Well, that is just a delayed error similar to using a mailto: URI to
denote both a mailbox and a person.

It is simply an error for a URI to denote two things, and if a URI
denotes a non-web-accessible resource, then it should be considered
an error if that URI actual resolves to a representation of some
resource. (this also applies to namespace URIs, but I'm willing to
"look the other way" in their case given their special status, and
allow them to resolve to RDF or RDF-compatable knowledge)

> I'm afraid I just don't buy your proposals about URI taxonomies or
> additional mechanisms here.  (By which, I mean that I don't accept them as
> universal proposals:  I have no argument with their use as a convenient
> mechanism by you or any other developers.  But I think it must also be
> allowable to strip any URI down to the minimalist purpose of identifying a
> resource, without any extra baggage or assumption about what is identified
> based on the form of URI.)

I agree that the taxonomies and specific URI schemes need not be manditory,
and I stated so in my earlier posting.
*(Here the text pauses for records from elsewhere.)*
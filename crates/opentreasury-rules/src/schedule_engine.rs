//! Scheduled distribution engine.
//!
//! Schedules fire a fixed amount to a recipient once per interval. The
//! off-chain automation polls [`ScheduleEngine::due_schedules`] and feeds
//! the ids back into [`ScheduleEngine::execute_scheduled`], which
//! re-validates every id — stale or duplicated entries in the caller's
//! list are silent skips, so the poller can safely retry with
//! at-least-once delivery.

use std::collections::BTreeMap;

use chrono::{DateTime, Utc};
use rust_decimal::Decimal;
use tracing::{debug, info};

use opentreasury_ledger::{ComplianceLedger, Movement, TreasuryVault};
use opentreasury_types::{
    constants, AccountId, Result, ScheduleId, ScheduledDistribution, TransactionSource,
    TreasuryError, TxRef,
};

/// Engine for recurring, interval-based distributions.
pub struct ScheduleEngine {
    /// All schedules ever created, keyed by id. Deactivated schedules stay
    /// in the table for audit.
    schedules: BTreeMap<ScheduleId, ScheduledDistribution>,
    /// Monotonic id source, starting at 1.
    next_schedule: u64,
    /// Bound on the schedule table.
    max_schedules: usize,
    /// Bound on caller-supplied id lists.
    max_batch: usize,
}

impl ScheduleEngine {
    /// Create an engine with the library default bounds.
    #[must_use]
    pub fn new() -> Self {
        Self::with_limits(constants::MAX_SCHEDULES, constants::MAX_BATCH_SIZE)
    }

    /// Create an engine with custom bounds.
    #[must_use]
    pub fn with_limits(max_schedules: usize, max_batch: usize) -> Self {
        Self {
            schedules: BTreeMap::new(),
            next_schedule: 1,
            max_schedules,
            max_batch,
        }
    }

    /// Create a schedule; the first cycle becomes due one interval from
    /// `now`.
    ///
    /// # Errors
    /// - `InvalidRecipient` for the zero address
    /// - `InvalidAmount` for a non-positive amount
    /// - `InvalidInterval` for a zero interval
    /// - `TooManySchedules` when the table is full
    pub fn create(
        &mut self,
        recipient: AccountId,
        amount: Decimal,
        interval_secs: u64,
        now: DateTime<Utc>,
    ) -> Result<ScheduleId> {
        if recipient.is_zero() {
            return Err(TreasuryError::InvalidRecipient);
        }
        if amount <= Decimal::ZERO {
            return Err(TreasuryError::InvalidAmount {
                reason: "scheduled amount must be positive".to_string(),
            });
        }
        if interval_secs == 0 || interval_secs > constants::MAX_INTERVAL_SECS {
            return Err(TreasuryError::InvalidInterval {
                reason: format!(
                    "schedule interval must be in 1..={}s",
                    constants::MAX_INTERVAL_SECS
                ),
            });
        }
        if self.schedules.len() >= self.max_schedules {
            return Err(TreasuryError::TooManySchedules {
                max: self.max_schedules,
            });
        }

        let id = ScheduleId(self.next_schedule);
        self.next_schedule += 1;
        let schedule = ScheduledDistribution {
            id,
            recipient,
            amount,
            interval_secs,
            // Interval is bounds-checked above, so the conversion is safe.
            next_due: now + chrono::Duration::seconds(i64::try_from(interval_secs).unwrap_or(0)),
            total_distributed: Decimal::ZERO,
            active: true,
        };
        info!(
            schedule = %id,
            recipient = %recipient.short(),
            amount = %amount,
            interval_secs,
            "scheduled distribution created"
        );
        self.schedules.insert(id, schedule);
        Ok(id)
    }

    /// Active schedules due at `now`, in id order.
    #[must_use]
    pub fn due_schedules(&self, now: DateTime<Utc>) -> Vec<ScheduleId> {
        self.schedules
            .values()
            .filter(|schedule| schedule.is_due(now))
            .map(|schedule| schedule.id)
            .collect()
    }

    /// Execute the given schedules. Every id is re-validated: unknown,
    /// inactive, or not-due entries are silent skips (the caller's list
    /// may be stale), as is a schedule the pool cannot cover. On success
    /// the vault is debited, `next_due` advances by exactly one interval
    /// **from its previous value** (late execution does not shift the
    /// cadence), and a compliance record is appended.
    ///
    /// # Errors
    /// `BatchTooLarge` when the id list exceeds the batch bound (checked
    /// before any effect).
    pub fn execute_scheduled(
        &mut self,
        vault: &mut TreasuryVault,
        compliance: &mut ComplianceLedger,
        ids: &[ScheduleId],
        executor: AccountId,
        now: DateTime<Utc>,
    ) -> Result<usize> {
        if ids.len() > self.max_batch {
            return Err(TreasuryError::BatchTooLarge {
                len: ids.len(),
                max: self.max_batch,
            });
        }

        let mut executed = 0;
        for id in ids {
            let Some(schedule) = self.schedules.get_mut(id) else {
                debug!(schedule = %id, "unknown schedule, skipped");
                continue;
            };
            if !schedule.is_due(now) {
                debug!(schedule = %id, "schedule not due, skipped");
                continue;
            }
            if vault.balance() < schedule.amount {
                debug!(schedule = %id, "insufficient funds for schedule, skipped");
                continue;
            }

            vault.debit(schedule.amount)?;
            schedule.next_due += schedule.interval();
            schedule.total_distributed += schedule.amount;
            compliance.record_movement(
                Movement {
                    external_ref: None,
                    internal_ref: TxRef::derive("schedule", id.0, compliance.next_sequence()),
                    rule_id: None,
                    source: TransactionSource::ScheduledDistribution,
                    recipient: schedule.recipient,
                    amount: schedule.amount,
                    executor,
                },
                now,
            )?;
            executed += 1;
            info!(schedule = %id, amount = %schedule.amount, "scheduled distribution executed");
        }
        Ok(executed)
    }

    /// Activate or deactivate a schedule without touching `next_due`.
    ///
    /// # Errors
    /// `ScheduleNotFound` for an unknown id.
    pub fn set_active(&mut self, id: ScheduleId, active: bool) -> Result<()> {
        let schedule = self
            .schedules
            .get_mut(&id)
            .ok_or(TreasuryError::ScheduleNotFound(id))?;
        schedule.active = active;
        info!(schedule = %id, active, "schedule toggled");
        Ok(())
    }

    /// Look up a schedule by id.
    #[must_use]
    pub fn get(&self, id: ScheduleId) -> Option<&ScheduledDistribution> {
        self.schedules.get(&id)
    }

    /// Number of schedules in the table (active and deactivated).
    #[must_use]
    pub fn len(&self) -> usize {
        self.schedules.len()
    }

    /// Whether the table is empty.
    #[must_use]
    pub fn is_empty(&self) -> bool {
        self.schedules.is_empty()
    }
}

impl Default for ScheduleEngine {
    fn default() -> Self {
        Self::new()
    }
}

#[cfg(test)]
mod tests {
    use super::*;
    use chrono::Duration;

    fn account(byte: u8) -> AccountId {
        AccountId::from_bytes([byte; 20])
    }

    fn setup(balance: Decimal) -> (ScheduleEngine, TreasuryVault, ComplianceLedger) {
        let engine = ScheduleEngine::new();
        let mut vault = TreasuryVault::new("USDC");
        if balance > Decimal::ZERO {
            vault.deposit(balance).unwrap();
        }
        let compliance = ComplianceLedger::new(vec![account(50)]);
        (engine, vault, compliance)
    }

    const DAY: i64 = 86_400;

    #[test]
    fn create_validates_inputs() {
        let (mut engine, _, _) = setup(Decimal::ZERO);
        let now = Utc::now();
        assert!(engine
            .create(AccountId::ZERO, Decimal::ONE, 60, now)
            .is_err());
        assert!(engine
            .create(account(1), Decimal::ZERO, 60, now)
            .is_err());
        assert!(engine.create(account(1), Decimal::ONE, 0, now).is_err());
        assert!(engine
            .create(account(1), Decimal::ONE, u64::MAX, now)
            .is_err());
    }

    #[test]
    fn next_due_starts_one_interval_out() {
        let (mut engine, _, _) = setup(Decimal::ZERO);
        let t0 = Utc::now();
        let id = engine
            .create(account(1), Decimal::new(200, 0), 30 * 86_400, t0)
            .unwrap();
        assert_eq!(
            engine.get(id).unwrap().next_due,
            t0 + Duration::seconds(30 * DAY)
        );
        assert!(engine.due_schedules(t0).is_empty());
        assert_eq!(
            engine.due_schedules(t0 + Duration::seconds(30 * DAY)),
            vec![id]
        );
    }

    #[test]
    fn execution_advances_next_due_from_previous_value() {
        // amount 200, interval 30 days, created at t0 → next_due t0+30d;
        // executed at t0+30d → balance −200, next_due t0+60d.
        let (mut engine, mut vault, mut compliance) = setup(Decimal::new(1_000, 0));
        let t0 = Utc::now();
        let id = engine
            .create(account(1), Decimal::new(200, 0), 30 * 86_400, t0)
            .unwrap();

        let due_at = t0 + Duration::seconds(30 * DAY);
        let executed = engine
            .execute_scheduled(&mut vault, &mut compliance, &[id], account(9), due_at)
            .unwrap();
        assert_eq!(executed, 1);
        assert_eq!(vault.balance(), Decimal::new(800, 0));
        assert_eq!(
            engine.get(id).unwrap().next_due,
            t0 + Duration::seconds(60 * DAY)
        );
        assert_eq!(
            engine.get(id).unwrap().total_distributed,
            Decimal::new(200, 0)
        );
    }

    #[test]
    fn late_execution_does_not_drift() {
        let (mut engine, mut vault, mut compliance) = setup(Decimal::new(1_000, 0));
        let t0 = Utc::now();
        let id = engine
            .create(account(1), Decimal::new(100, 0), 30 * 86_400, t0)
            .unwrap();

        // Executed 10 days late: the cadence stays anchored to t0, not to
        // the execution instant.
        let late = t0 + Duration::seconds(40 * DAY);
        engine
            .execute_scheduled(&mut vault, &mut compliance, &[id], account(9), late)
            .unwrap();
        assert_eq!(
            engine.get(id).unwrap().next_due,
            t0 + Duration::seconds(60 * DAY)
        );
    }

    #[test]
    fn missed_cycles_catch_up_one_interval_per_execution() {
        let (mut engine, mut vault, mut compliance) = setup(Decimal::new(1_000, 0));
        let t0 = Utc::now();
        let id = engine
            .create(account(1), Decimal::new(100, 0), 30 * 86_400, t0)
            .unwrap();

        // Three intervals have passed; each execution advances one
        // interval, so the poller drains the backlog across calls.
        let at = t0 + Duration::seconds(90 * DAY);
        engine
            .execute_scheduled(&mut vault, &mut compliance, &[id], account(9), at)
            .unwrap();
        assert_eq!(
            engine.get(id).unwrap().next_due,
            t0 + Duration::seconds(60 * DAY)
        );
        assert_eq!(engine.due_schedules(at), vec![id]);

        engine
            .execute_scheduled(&mut vault, &mut compliance, &[id], account(9), at)
            .unwrap();
        engine
            .execute_scheduled(&mut vault, &mut compliance, &[id], account(9), at)
            .unwrap();
        assert_eq!(
            engine.get(id).unwrap().next_due,
            t0 + Duration::seconds(120 * DAY)
        );
        assert!(engine.due_schedules(at).is_empty());
        assert_eq!(
            engine.get(id).unwrap().total_distributed,
            Decimal::new(300, 0)
        );
    }

    #[test]
    fn non_due_id_is_a_no_op() {
        let (mut engine, mut vault, mut compliance) = setup(Decimal::new(1_000, 0));
        let t0 = Utc::now();
        let id = engine
            .create(account(1), Decimal::new(200, 0), 30 * 86_400, t0)
            .unwrap();
        let before = engine.get(id).unwrap().clone();

        // Stale caller-supplied list: not due yet.
        let executed = engine
            .execute_scheduled(&mut vault, &mut compliance, &[id], account(9), t0)
            .unwrap();
        assert_eq!(executed, 0);
        let after = engine.get(id).unwrap();
        assert_eq!(after.next_due, before.next_due);
        assert_eq!(after.total_distributed, before.total_distributed);
        assert_eq!(vault.balance(), Decimal::new(1_000, 0));
        assert!(compliance.is_empty());
    }

    #[test]
    fn duplicate_ids_execute_at_most_per_due_cycle() {
        let (mut engine, mut vault, mut compliance) = setup(Decimal::new(1_000, 0));
        let t0 = Utc::now();
        let id = engine
            .create(account(1), Decimal::new(100, 0), 30 * 86_400, t0)
            .unwrap();

        // The same id supplied twice: the second pass sees next_due
        // already advanced and skips.
        let due_at = t0 + Duration::seconds(30 * DAY);
        let executed = engine
            .execute_scheduled(&mut vault, &mut compliance, &[id, id], account(9), due_at)
            .unwrap();
        assert_eq!(executed, 1);
        assert_eq!(vault.balance(), Decimal::new(900, 0));
    }

    #[test]
    fn insufficient_funds_skips_without_mutation() {
        let (mut engine, mut vault, mut compliance) = setup(Decimal::new(100, 0));
        let t0 = Utc::now();
        let id = engine
            .create(account(1), Decimal::new(500, 0), 60, t0)
            .unwrap();
        let due_at = t0 + Duration::seconds(60);

        let executed = engine
            .execute_scheduled(&mut vault, &mut compliance, &[id], account(9), due_at)
            .unwrap();
        assert_eq!(executed, 0);
        let schedule = engine.get(id).unwrap();
        assert_eq!(schedule.next_due, due_at, "next_due untouched on skip");
        assert_eq!(schedule.total_distributed, Decimal::ZERO);
    }

    #[test]
    fn toggle_pauses_without_touching_next_due() {
        let (mut engine, mut vault, mut compliance) = setup(Decimal::new(1_000, 0));
        let t0 = Utc::now();
        let id = engine
            .create(account(1), Decimal::new(100, 0), 60, t0)
            .unwrap();
        let original_due = engine.get(id).unwrap().next_due;

        engine.set_active(id, false).unwrap();
        let due_at = t0 + Duration::seconds(120);
        assert!(engine.due_schedules(due_at).is_empty());
        let executed = engine
            .execute_scheduled(&mut vault, &mut compliance, &[id], account(9), due_at)
            .unwrap();
        assert_eq!(executed, 0);

        engine.set_active(id, true).unwrap();
        assert_eq!(engine.get(id).unwrap().next_due, original_due);
        assert_eq!(engine.due_schedules(due_at), vec![id]);
    }

    #[test]
    fn record_carries_scheduled_source() {
        let (mut engine, mut vault, mut compliance) = setup(Decimal::new(1_000, 0));
        let t0 = Utc::now();
        let id = engine
            .create(account(7), Decimal::new(150, 0), 60, t0)
            .unwrap();
        engine
            .execute_scheduled(
                &mut vault,
                &mut compliance,
                &[id],
                account(9),
                t0 + Duration::seconds(60),
            )
            .unwrap();

        let records = compliance.records_for_recipient(account(7));
        assert_eq!(records.len(), 1);
        assert_eq!(records[0].source, TransactionSource::ScheduledDistribution);
        assert_eq!(records[0].rule_id, None);
        assert_eq!(records[0].amount, Decimal::new(150, 0));
    }
}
It is OK if the URI is fully opaque
itself with regards to the nature of the resource, whether it is or is not
on the web -- but if a URI is dereferencable via HTTP, then it should be
known by the HTTP server in question, in some manner, whether the resource
is or is not web-accessible, and if not accessible, there should be a clear,
unambiguous response to the client that it attempted to GET a non-accessible
resource -- ideally returning metadata about the resource, for the benefit
of the client. And likewise, there should be official HTTP methods to GET
and PUT metadata about a resource "hosted by" a given server (non-web
accessible resources don't really "reside" on a server) as part of the
fundamental web architecture.

Hence my proposed set of 6xx response codes and one or more new methods
specific to metadata. I actually like Andy Seaborne's GET-META and PUT-META
which could be extended to include also POST-META, to provide for
retrieval, addition, and replacement of resource specific metadata
respectively. This fits nicely IMO with the REST archtecture and provides
for interaction not only with resources but with their metadata in a
comparable manner.

If such functionality existed as part of the core web architecture, then
I would be far more motivated to consider the use of http: URLs for
non-web resources as acceptable. Given the present definition of HTTP
however, I consider such usage to be misleading and very bad practice.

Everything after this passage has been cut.